阁内支起张木桌招待来者。
彼时,暮色所及之处皆站着人。
尽是侯府的下人……
不用想便知,李穗宁定是叫常骁打发去做别的了。
远瞧过去,常骁的脸色算不得好看,指尖捏着的瓷盏被磨得咯吱作响。
常桉颔首抿唇,紧走了一步,脚下一转,轻快道:“父亲到女儿这儿跟一只杯子置气来了?”
一个不留声,那只杯子就被她把玩在手里。
杯底盈着一点未喝尽的茶汤。
砰——
常骁还未瞧清楚人,留于眼前的仅有一道紫蒲衣袖。
常桉又一个回身,伴着落杯声坐到了他边上,“诶呦,凤客来的点心,父亲来得这般匆忙还有心思带点心来呢。”
说着,常桉就已经下了手,揪了酥酪放进了口中。
一口还不够,她还一边瞄着常骁,一边将装着软酪的碟子拖到了近前,着手捏了一整个递给了站在身侧的鸣夏。

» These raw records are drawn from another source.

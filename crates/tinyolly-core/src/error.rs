//! Error taxonomy shared across all TinyOlly components.

use crate::record::MetricKind;

/// Core error type.
///
/// Each variant maps to one row of the error-handling contract: transport
/// layers translate these into HTTP or gRPC status codes, while counters on
/// `/api/stats` account for the locally-recovered ones.
#[derive(thiserror::Error, Debug)]
pub enum TinyOllyError {
    /// Malformed OTLP, bad JSON, or failed validation. The offending batch
    /// is dropped.
    #[error("invalid input: {0}")]
    InvalidInput(String),

    /// Attribute value outside the OTLP type schema. The attribute is
    /// dropped, the record kept.
    #[error("unsupported attribute type for key {0:?}")]
    UnsupportedAttrType(String),

    /// A metric re-registered under a different kind within the retention
    /// window.
    #[error("metric kind conflict for {name:?}: stored as {existing}, received {incoming}")]
    MetricKindConflict {
        name: String,
        existing: MetricKind,
        incoming: MetricKind,
    },

    /// Distinct-metric-name limit reached; the new name was dropped.
    #[error("metric cardinality limit reached ({limit})")]
    CardinalityExceeded { limit: usize },

    /// Store memory bound hit; ingress must apply backpressure.
    #[error("store capacity exceeded")]
    OutOfCapacity,

    /// Request exceeded the server-side deadline.
    #[error("deadline exceeded")]
    DeadlineExceeded,

    /// Stored bytes failed to decode.
    #[error("corrupt frame: {0}")]
    CorruptFrame(String),

    /// Stored frame carried an unknown schema tag.
    #[error("unknown schema tag {0:#04x}")]
    SchemaMismatch(u8),

    #[error("not found")]
    NotFound,

    #[error("internal error: {0}")]
    Internal(String),
}

pub type Result<T> = std::result::Result<T, TinyOllyError>;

鸣夏赶紧将手在身上随意蹭了两下,将那块软酪接了过来,偏过身去小口小口地吃了起来。
常骁冷瞥了一眼后,心中暗叹提了只未用过的杯子给常桉倒了杯温热的茶,推到了近前。
常桉边吃,他边唠叨着,“两府乡试你可有打算?春闱过后历年科举又将重查,这一桩桩一件件都砸在了你身上,你总得有个打算。”

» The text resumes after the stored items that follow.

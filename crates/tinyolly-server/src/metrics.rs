//! Prometheus self-instrumentation.
//!
//! The ingestion endpoints count what they receive and reject; the counters
//! are exposed in Prometheus text format at `/metrics` on the query port.
//! A private registry keeps these collectors isolated from the global
//! default registry so tests are deterministic.
//!
//! The server's own telemetry never re-enters the OTLP path — the query
//! layer additionally filters records carrying the server's service identity
//! (see the self-filter in `api`).

use axum::body::Body;
use axum::extract::State;
use axum::http::{Response, StatusCode};
use prometheus::{Encoder, IntCounterVec, IntGauge, Opts, Registry, TextEncoder};
use std::sync::Arc;

use crate::state::AppState;

/// Holds all Prometheus collectors for the server.
#[derive(Clone)]
pub struct Metrics {
    registry: Registry,

    /// Records received per signal (traces|logs|metrics) and transport
    /// (grpc|http).
    pub records_received_total: IntCounterVec,

    /// Records rejected at decode/validation, per signal and transport.
    pub records_rejected_total: IntCounterVec,

    /// Metric data points dropped by cardinality protection.
    pub metric_points_dropped_total: IntCounterVec,

    /// Current encoded bytes held by the store.
    pub store_bytes: IntGauge,

    /// Currently connected OpAMP agents.
    pub opamp_agents_connected: IntGauge,
}

impl Metrics {
    /// Create a new `Metrics` instance with all collectors registered.
    ///
    /// # Panics
    ///
    /// Panics if a collector fails to register; this runs once at startup
    /// where a panic is the right response to misconfiguration.
    pub fn new() -> Self {
        let registry = Registry::new();

        let records_received_total = IntCounterVec::new(
            Opts::new("tinyolly_records_received_total", "Records received"),
            &["signal", "transport"],
        )
        .expect("metric: records_received_total");
        registry
            .register(Box::new(records_received_total.clone()))
            .expect("register records_received_total");

        let records_rejected_total = IntCounterVec::new(
            Opts::new(
                "tinyolly_records_rejected_total",
                "Records rejected at decode or validation",
            ),
            &["signal", "transport"],
        )
        .expect("metric: records_rejected_total");
        registry
            .register(Box::new(records_rejected_total.clone()))
            .expect("register records_rejected_total");

        let metric_points_dropped_total = IntCounterVec::new(
            Opts::new(
                "tinyolly_metric_points_dropped_total",
                "Metric data points dropped by cardinality protection",
            ),
            &["transport"],
        )
        .expect("metric: metric_points_dropped_total");
        registry
            .register(Box::new(metric_points_dropped_total.clone()))
            .expect("register metric_points_dropped_total");

        let store_bytes = IntGauge::new(
            "tinyolly_store_bytes",
            "Encoded bytes currently held by the store",
        )
        .expect("metric: store_bytes");
        registry
            .register(Box::new(store_bytes.clone()))
            .expect("register store_bytes");

        let opamp_agents_connected = IntGauge::new(
            "tinyolly_opamp_agents_connected",
            "Currently connected OpAMP agents",
        )
        .expect("metric: opamp_agents_connected");
        registry
            .register(Box::new(opamp_agents_connected.clone()))
            .expect("register opamp_agents_connected");

        Self {
            registry,
            records_received_total,
            records_rejected_total,
            metric_points_dropped_total,
            store_bytes,
            opamp_agents_connected,
        }
    }

    /// Render all registered metrics in Prometheus text exposition format.
    pub fn gather_text(&self) -> Result<String, prometheus::Error> {
        let encoder = TextEncoder::new();
        let metric_families = self.registry.gather();
        let mut buffer = Vec::new();
        encoder.encode(&metric_families, &mut buffer)?;
        Ok(String::from_utf8_lossy(&buffer).into_owned())
    }

    /// Record an ingestion outcome for one batch.
    pub fn record_ingest(
        &self,
        signal: &str,
        transport: &str,
        received: usize,
        rejected: usize,
    ) {
        if received > 0 {
            self.records_received_total
                .with_label_values(&[signal, transport])
                .inc_by(received as u64);
        }
        if rejected > 0 {
            self.records_rejected_total
                .with_label_values(&[signal, transport])
                .inc_by(rejected as u64);
        }
    }

    /// Record metric points dropped by cardinality protection.
    pub fn record_cardinality_drop(&self, transport: &str, dropped: usize) {
        if dropped > 0 {
            self.metric_points_dropped_total
                .with_label_values(&[transport])
                .inc_by(dropped as u64);
        }
    }
}

impl Default for Metrics {
    fn default() -> Self {
        Self::new()
    }
}

/// Axum handler that returns Prometheus-format metrics. Unauthenticated, per
/// the standard convention for scraping endpoints.
pub async fn metrics_handler(State(state): State<Arc<AppState>>) -> Response<Body> {
    if let Ok(stats) = state.store.stats().await {
        state.metrics.store_bytes.set(stats.store_bytes as i64);
    }
    match state.metrics.gather_text() {
        Ok(text) => Response::builder()
            .status(StatusCode::OK)
            .header("content-type", "text/plain; version=0.0.4; charset=utf-8")
            .body(Body::from(text))
            .unwrap(),
        Err(e) => Response::builder()
            .status(StatusCode::INTERNAL_SERVER_ERROR)
            .header("content-type", "text/plain")
            .body(Body::from(format!("Failed to gather metrics: {e}")))
            .unwrap(),
    }
}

“我哪儿能猜得出陛下的意思……”她一副毫无顾忌地模样,拾起茶轻抿了两口。
这茶刚进口,桌子就被常骁砸得乱震。
常桉被吓得一缩身子,触唇的茶水险些顺着嘴角流出。
紧接而来的便是常骁的呵斥声,“常丹歌!”
“你想清楚,此事非同小可,牵连甚广,所涉及的官员没有上千也得过百。”他拔声高喊。
为此,常桉落杯,垂眸不语。
这还是二十多年来,常骁第一次发如此大的脾气。
常骁睨着她的脸色,顿时后悔。
他自己挪着木凳往她的边上靠了靠,语气也软了下来,“丹娘,父亲写个折子将此事推去,让陛下另寻他人,你看如何。”

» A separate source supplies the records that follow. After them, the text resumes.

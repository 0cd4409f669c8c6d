//! Frame codec and embedded ephemeral store for TinyOlly.
//!
//! Records are encoded into schema-tagged, optionally ZSTD-compressed frames
//! ([`codec`]) and held in an in-process store ([`MemoryStore`]) that
//! enforces TTL-based retention, metric cardinality limits, and a memory
//! bound. One index structure exists per logical namespace, mirroring the
//! layout an external ordered-set server would use.

pub mod codec;
pub mod memory;

pub use codec::{decode, encode, Record};
pub use memory::{MemoryStore, StoreConfig};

“父亲,你觉得朝中之人有可担此责的人吗?”她冷声问着。
此话一出,常骁当即愣住,支吾半天一个名字也说不出。
“将军——你不能——你不能管这事儿啊”
“别拦着我,拦着我做什么?!”
父女二人寻声看去,就见陈怀不留余地地拦着梁闻野。
梁闻野向左一步,他便向左一步
梁闻野向右一步,他便向右一步
他垂目瞧了瞧挡路的陈怀,见其年岁已高,硬闯的心思且又搁置下来。
常骁半眯着眼,伸长脖子瞧着,当即有了法子。
“”肃王殿下?正巧让他帮着劝劝丹娘。
想到此处,常骁赶紧抬手招呼,起身迎上前,“陈怀——”
闻言,陈怀侧身退到一旁,这才让梁闻野进了望月阁。
不及常骁行礼,梁闻野一把将其搀住,耳语,“侯爷,怎能给草民李予行礼呢?”
囫囵的话钻进了耳朵了,使得常骁身子木然一僵。
此前他原以为是闺房情趣落得‘李予’一名,如今想来,那日常桉所举所言实属为不知梁闻野身份。
思索须臾后,常骁明了。
“”隐姓埋名?肃王莫不是怕丹娘贪图他的钱财?
想到此处,常骁恨自己未能早些察觉。
他微躬下的身子陡然挺直,受梁闻野搀扶的手转为抖袖正襟。
“”我常家怎么说也是为大荀尽心尽力数载,定是不能让丹娘矮上他肃王一头。
思忖间,常骁眼露犀利,“这李郎君不懂规矩啊,擅闯望月阁扰乱妻主话事。”
一声‘妻主’当即扰乱了梁闻野的思绪。
“妻主?”问着,他眺了眼还在桌边偷尝点心的常桉。
常骁偏头随着望了过去,就见着常桉已经将那块牡丹酥吃了大半。
两人的目光稍有灼热,常桉抿着唇角的点心渣无暇顾忌他们。
“咳咳……”常骁清了清嗓,“你既已入赘丹园,那丹娘自是你的妻主,你无权无财无本事,总不好当家做主吧。”
梁闻野一怔旋即领悟,面上阴沉浑然散去,附手行礼,“侯爷说的是。”
常骁偷喜,轻拍了两下他的肩膀,道:“好好劝劝你家妻主,此事非同小可,若办不好那可是株连九族的罪过。”
说罢,常骁携陈怀一众侯府下人逍遥而去。
抛下此事后,一身轻,好不畅快。